Another area where Alpha really stands out is that we use the latest technology and state-of-the-art machinery across all of our services. From automation in machining processes using the latest in CNC (computer numerical control) software, designing using the most up-to-date CAD (computer-aided design) software, or machining using revolutionary equipment such as the TruBend Cell Automated Robotic Folder and our newest machine, the Salvagnini P4 Lean Panel Bender, Alpha Manufacturing is at the top of the game when it comes to metal fabrication.

Are you looking for expert metal fabrication services? Contact us and we’ll be happy to discuss your requirements. Alternatively, learn about the basics of sheet metal fabrication and sheet metal fabrication techniques here.

Types of CNC Processes

CNC machines are electro-mechanical devices that manipulate machine shop tools using computer programming inputs. Alpha Manufacturing machine parts efficiently, effectively and to the highest standard, using the latest CNC machine technology. Depending on the requirements of the end product, there is a range of CNC processes used in the machining of metal parts which are used either on their own or simultaneously as part of the overall manufacturing process. Below, we’ve explored some of the more common CNC processes and services available.

What is CNC precision machining and how does it work?

The CNC machining process uses a solid block of material such as brass, copper or steel. Using numerically controlled tools, it accurately and precisely delivers parts to a very high standard.  Lathes, mills, routers, and grinders are tools typically found in CNC machinery. The digital template and autonomous machining practically eliminate human error and achieve accuracy within 1/1000th.

The CNC machine is programmed by the operator based on the specifications laid out in the CAD drawings. The programming process generates code which controls the machine to produce the desired finished product. A test run is completed to ensure that there are no errors in the programming. This trial run, called ‘cutting air’ is integral to the machining of top quality finished parts and largely eliminates material wastage and unnecessary downtime. This program can then be used repetitively to create multiple uniform products, all CNC outputs matching the prototype’s exact specifications.

Using CNC machinery is also considerably quicker than conventional machining, providing a cost-effective service with a quick turn-around.

Alpha Manufacturing machines ultra-complex profiles with unbeatable accuracy using the Mazak VTC-300 CII. This highly versatile, state of the art 3 axis machining centre has a 2000mm table cross dimension. It features a powerful 40 taper spindle and full travelling column design.


CNC sheet metal punching

CNC punching is used for punching part number stamps, rib forming, special forms, countersinks and many other products. The process is carried out by punch presses, either single head and tool rail (known as Trumpf design) or multi-tool current design.

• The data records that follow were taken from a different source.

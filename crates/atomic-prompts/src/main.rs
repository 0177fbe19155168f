//! Render, list, and inspect atomic prompts from the command line.
//!
//! # Examples
//!
//! ```sh
//! # Render a preset plus a couple of extra snippets
//! atomic-prompts render "agent, concise_tone, web_search"
//!
//! # Append free-form text after the sections
//! atomic-prompts render gentle_dev_agent --extra "The project is written in Rust."
//!
//! # Legacy newline-joined output
//! atomic-prompts render "agent,no_loop" --legacy
//!
//! # Show every category, key and preset as JSON
//! atomic-prompts list --json
//!
//! # See what a key string expands to, and what was dropped
//! atomic-prompts explain "gentle_dev_agent, typo_tone"
//!
//! # Use a custom catalog file
//! atomic-prompts --catalog team-prompts.json render playful_agent
//! ```

use std::path::PathBuf;
use std::process;

use atomic_prompts::{CatalogFile, Category, Preset, PromptAssembler, Snippet};
use clap::{Parser, Subcommand};
use serde::Serialize;
use tracing_subscriber::EnvFilter;

/// Render, list, and inspect atomic prompts.
#[derive(Parser)]
#[command(name = "atomic-prompts")]
struct Cli {
    /// JSON catalog file to use instead of the built-in catalog
    #[arg(long, global = true)]
    catalog: Option<PathBuf>,

    /// Log resolution details (dropped keys, cycles) to stderr
    #[arg(long, short, global = true)]
    verbose: bool,

    #[command(subcommand)]
    command: Command,
}

#[derive(Subcommand)]
enum Command {
    /// Render a comma-separated key list into a prompt
    Render {
        /// Comma-separated atomic keys and preset names
        keys: String,

        /// Free-form text appended after the rendered sections
        #[arg(long)]
        extra: Option<String>,

        /// Join top-level values with newlines instead of grouping into sections
        #[arg(long)]
        legacy: bool,
    },

    /// List categories, snippet keys and presets
    List {
        /// Print the catalog as JSON
        #[arg(long)]
        json: bool,
    },

    /// Show the atomic keys a key list resolves to and what was dropped
    Explain {
        /// Comma-separated atomic keys and preset names
        keys: String,
    },
}

/// JSON shape of `list --json`.
#[derive(Serialize)]
struct Listing<'a> {
    snippets: Vec<&'a Snippet>,
    presets: Vec<&'a Preset>,
}

fn init_logging(verbose: bool) {
    let default_level = if verbose { "debug" } else { "warn" };
    let filter =
        EnvFilter::try_from_default_env().unwrap_or_else(|_| EnvFilter::new(default_level));
    tracing_subscriber::fmt()
        .with_env_filter(filter)
        .with_writer(std::io::stderr)
        .with_target(false)
        .compact()
        .init();
}

fn load_assembler(catalog: Option<&PathBuf>) -> Result<PromptAssembler, String> {
    match catalog {
        Some(path) => CatalogFile::load(path)
            .and_then(CatalogFile::into_assembler)
            .map_err(|e| e.to_string()),
        None => Ok(PromptAssembler::builtin().clone()),
    }
}

fn list_text(assembler: &PromptAssembler) -> String {
    let mut out = String::new();
    for category in Category::DISPLAY_ORDER {
        let mut entries = assembler.snippets().in_category(category).peekable();
        if entries.peek().is_none() {
            continue;
        }
        out.push_str(&format!("{category} ({})\n", category.title()));
        for snippet in entries {
            out.push_str(&format!("  {}\n", snippet.key));
        }
        out.push('\n');
    }
    if !assembler.presets().is_empty() {
        out.push_str("Presets\n");
        for preset in assembler.presets().iter() {
            out.push_str(&format!("  {} = {}\n", preset.name, preset.constituents.join(",")));
        }
    }
    out
}

fn explain_text(assembler: &PromptAssembler, keys: &str) -> String {
    let report = assembler.explain(keys);
    let line = |label: &str, items: &[&str]| {
        if items.is_empty() {
            format!("{label}: (none)\n")
        } else {
            format!("{label}: {}\n", items.join(", "))
        }
    };
    let unknown: Vec<&str> = report.unknown.iter().map(String::as_str).collect();
    let cycles: Vec<&str> = report.cycles.iter().map(String::as_str).collect();
    let mut out = line("resolved", &report.keys);
    out.push_str(&line("unknown", &unknown));
    out.push_str(&line("cycles", &cycles));
    out
}

fn run(cli: &Cli) -> Result<String, String> {
    let assembler = load_assembler(cli.catalog.as_ref())?;

    match &cli.command {
        Command::Render {
            keys,
            extra,
            legacy,
        } => {
            let rendered = if *legacy {
                assembler.legacy_resolve(keys, extra.as_deref())
            } else {
                assembler.formatted_resolve(keys, extra.as_deref())
            };
            Ok(format!("{rendered}\n"))
        }
        Command::List { json: true } => {
            let listing = Listing {
                snippets: assembler.snippets().iter().collect(),
                presets: assembler.presets().iter().collect(),
            };
            serde_json::to_string_pretty(&listing)
                .map(|s| format!("{s}\n"))
                .map_err(|e| format!("failed to serialize catalog: {e}"))
        }
        Command::List { json: false } => Ok(list_text(&assembler)),
        Command::Explain { keys } => Ok(explain_text(&assembler, keys)),
    }
}

fn main() {
    let cli = Cli::parse();
    init_logging(cli.verbose);

    match run(&cli) {
        Ok(output) => print!("{output}"),
        Err(e) => {
            eprintln!("Error: {e}");
            process::exit(1);
        }
    }
}

#[cfg(test)]
mod tests {
    use super::*;

    fn sample() -> PromptAssembler {
        let json = r#"{
            "snippets": {
                "Tone": { "calm": "Stay calm." },
                "Tools": { "shell": "You can run commands." }
            },
            "presets": { "ops": "shell, calm", "loop": "loop,calm" }
        }"#;
        CatalogFile::from_json(json)
            .unwrap()
            .into_assembler()
            .unwrap()
    }

    #[test]
    fn cli_parses_render_flags() {
        let cli = Cli::parse_from([
            "atomic-prompts",
            "render",
            "agent",
            "--extra",
            "x",
            "--legacy",
        ]);
        match cli.command {
            Command::Render { keys, extra, legacy } => {
                assert_eq!(keys, "agent");
                assert_eq!(extra.as_deref(), Some("x"));
                assert!(legacy);
            }
            _ => panic!("expected render"),
        }
    }

    #[test]
    fn global_flags_after_subcommand() {
        let cli = Cli::parse_from(["atomic-prompts", "list", "--json", "--verbose"]);
        assert!(cli.verbose);
        assert!(matches!(cli.command, Command::List { json: true }));
    }

    #[test]
    fn list_text_groups_by_category() {
        let text = list_text(&sample());
        assert_eq!(
            text,
            "Tone (Tone of Voice)\n  calm\n\nTools (Available Tools)\n  shell\n\n\
             Presets\n  ops = shell,calm\n  loop = loop,calm\n"
        );
    }

    #[test]
    fn explain_text_lists_dropped_keys() {
        let text = explain_text(&sample(), "ghost, loop");
        assert_eq!(text, "resolved: calm\nunknown: ghost\ncycles: loop\n");
    }

    #[test]
    fn run_renders_builtin_catalog() {
        let cli = Cli::parse_from(["atomic-prompts", "render", " , ", "--extra", "Hello"]);
        assert_eq!(run(&cli).unwrap(), "Hello\n");
    }

    #[test]
    fn run_reports_missing_catalog() {
        let cli = Cli::parse_from([
            "atomic-prompts",
            "--catalog",
            "/definitely/not/here.json",
            "list",
        ]);
        let err = run(&cli).unwrap_err();
        assert!(err.contains("failed to read catalog file"));
    }
}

A sheet of material is programmed to move in the correct directions to accurately position the sheet under the punching ram, ready to punch a hole or form. The shape of the hole that is punched can be as simple as a circle or rectangle, right through to special shapes to suit a specific cut out design.


CNC turning services

CNC turning is considered the best process to make cylindrical parts, to a high level of accuracy and precision. The turning process reduces the diameter of the original workpiece to a specified dimension, the rotation is performed using a lathe and produces a smooth part finish.

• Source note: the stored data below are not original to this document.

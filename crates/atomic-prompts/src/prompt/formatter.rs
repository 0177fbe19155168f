//! Rendering resolved keys into titled, per-category sections.

use std::collections::HashMap;

use super::builder::PromptBuilder;
use super::layout::SectionLayout;
use crate::catalog::Category;
use crate::registry::SnippetRegistry;

/// Groups resolved keys by category and renders one section per category.
///
/// Within a section, snippets keep the order of the resolved key list.
/// Sections follow the [`SectionLayout`] order regardless of how categories
/// were interleaved in the input.
#[derive(Debug, Clone, Copy)]
pub struct SectionFormatter<'a> {
    snippets: &'a SnippetRegistry,
    layout: &'a SectionLayout,
}

impl<'a> SectionFormatter<'a> {
    pub fn new(snippets: &'a SnippetRegistry, layout: &'a SectionLayout) -> Self {
        Self { snippets, layout }
    }

    /// Render `resolved_keys`, then append `extra` after a blank line.
    ///
    /// When no section renders, the result is the trimmed `extra` alone.
    /// Keys the registry does not know are skipped.
    pub fn format<S: AsRef<str>>(&self, resolved_keys: &[S], extra: Option<&str>) -> String {
        self.builder(resolved_keys).raw_opt(extra).build()
    }

    fn builder<S: AsRef<str>>(&self, resolved_keys: &[S]) -> PromptBuilder {
        let buckets = self.group(resolved_keys);
        let mut builder = PromptBuilder::new();
        for &category in self.layout.order() {
            let Some(texts) = buckets.get(&category) else {
                continue;
            };
            if let Some(body) = self.layout.style(category).render_items(texts) {
                builder = builder.section(self.layout.title(category), body);
            }
        }
        builder
    }

    fn group<S: AsRef<str>>(&self, resolved_keys: &[S]) -> HashMap<Category, Vec<&'a str>> {
        let snippets: &'a SnippetRegistry = self.snippets;
        let mut buckets: HashMap<Category, Vec<&'a str>> = HashMap::new();
        for key in resolved_keys {
            if let Some(snippet) = snippets.get(key.as_ref()) {
                buckets
                    .entry(snippet.category)
                    .or_default()
                    .push(snippet.text.as_str());
            }
        }
        buckets
    }
}
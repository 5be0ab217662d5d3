//! History recorder trait definition.
//!
//! The history log is strictly append-only: entries are created once
//! per mutation and never updated or deleted. Ordering is newest-first
//! by timestamp, ties broken by insertion order.

use crate::error::PermResult;
use crate::models::history::{ChangeType, EntitySnapshot, EntityType, HistoryEntry};

pub trait HistoryStore: Send + Sync {
    /// Append one entry, assigning its id and UTC timestamp.
    fn record(
        &self,
        change_type: ChangeType,
        entity_type: EntityType,
        entity_id: &str,
        snapshot: EntitySnapshot,
        principal: Option<&str>,
        reason: Option<&str>,
    ) -> impl Future<Output = PermResult<HistoryEntry>> + Send;

    /// Global history, newest-first. `skip = None` means 0; `count =
    /// None` means unbounded.
    fn get_history(
        &self,
        skip: Option<usize>,
        count: Option<usize>,
    ) -> impl Future<Output = PermResult<Vec<HistoryEntry>>> + Send;

    /// History for one entity, newest-first, unpaginated.
    fn get_entity_history(
        &self,
        entity_type: EntityType,
        entity_id: &str,
    ) -> impl Future<Output = PermResult<Vec<HistoryEntry>>> + Send;
}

There are four different types of turning; straight turning, taper turning, profiling and external grooving. CNC turning can be performed on the outside of a workpiece and on the inside (known as boring) to produce tubular components.


CNC sheet metal folding

Metal folding is used to give a finished metal product its shape by way of bending or folding the metal. It can be used to fold small intricacies to as little as millimetres across. One of the main benefits of CNC sheet metal folding machines is their versatility, processing large sheets whilst being able to fold a range of complex shapes and designs.


What does CNC stand for?

The abbreviation ‘CNC’ stands for computer numerical control. It is the name given to the process of converting a design made by computer-aided design software (CAD) into numbers, using a computer. These numbers control the movement of the specific tool being used for the CNC process selected.

Alpha Manufacturing uses the latest CNC machining technology to produce high-quality parts at unparalleled process speeds when punching, turning, folding and machining.

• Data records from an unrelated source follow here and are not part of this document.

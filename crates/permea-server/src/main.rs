//! Permea Server — Application entry point.
//!
//! Connects to SurrealDB, applies pending migrations, and builds the
//! repository facade. The network surface that will consume the facade
//! is not part of this crate yet.

use tracing_subscriber::EnvFilter;

use permea_db::{DbConfig, DbManager, RetryPolicy};

#[tokio::main]
async fn main() {
    tracing_subscriber::fmt()
        .with_env_filter(
            EnvFilter::try_from_default_env().unwrap_or_else(|_| EnvFilter::new("permea=info")),
        )
        .json()
        .init();

    tracing::info!("Starting Permea server...");

    let config = DbConfig::from_env();
    let manager = match DbManager::connect(&config).await {
        Ok(manager) => manager,
        Err(err) => {
            tracing::error!(%err, "Failed to connect to SurrealDB");
            std::process::exit(1);
        }
    };

    if let Err(err) = permea_db::run_migrations(manager.client()).await {
        tracing::error!(%err, "Failed to apply migrations");
        std::process::exit(1);
    }

    let _service = permea_db::new_service(manager.client().clone(), RetryPolicy::default());
    tracing::info!("Repository facade ready");

    // TODO: mount an HTTP API over the facade once the transport layer
    // is decided.
    if let Err(err) = tokio::signal::ctrl_c().await {
        tracing::error!(%err, "Failed to listen for shutdown signal");
    }

    tracing::info!("Permea server stopped.");
}
//! Domain models for Permea.
//!
//! These are the core types shared across all crates.

pub mod access;
pub mod dependency;
pub mod group;
pub mod history;
pub mod permission;
pub mod trace;
pub mod user;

Advantages of Laser Cutting

The manufacturing and production processes around the world have been developing and innovating at an increasingly rapid rate. Metal fabricators required a safer, more efficient and reliable process over the conventional forms of sheet metal cutting, that would rise in line with the growing demand faced by the manufacturing and production industry.

Laser cutting solved previous issues faced with manual cutting and gave the ability to work faster, more precisely and for longer periods of time whilst still delivering high-quality products. Common industries now making use of laser cutting services include automotive, aerospace, electronics, semiconductors and medical.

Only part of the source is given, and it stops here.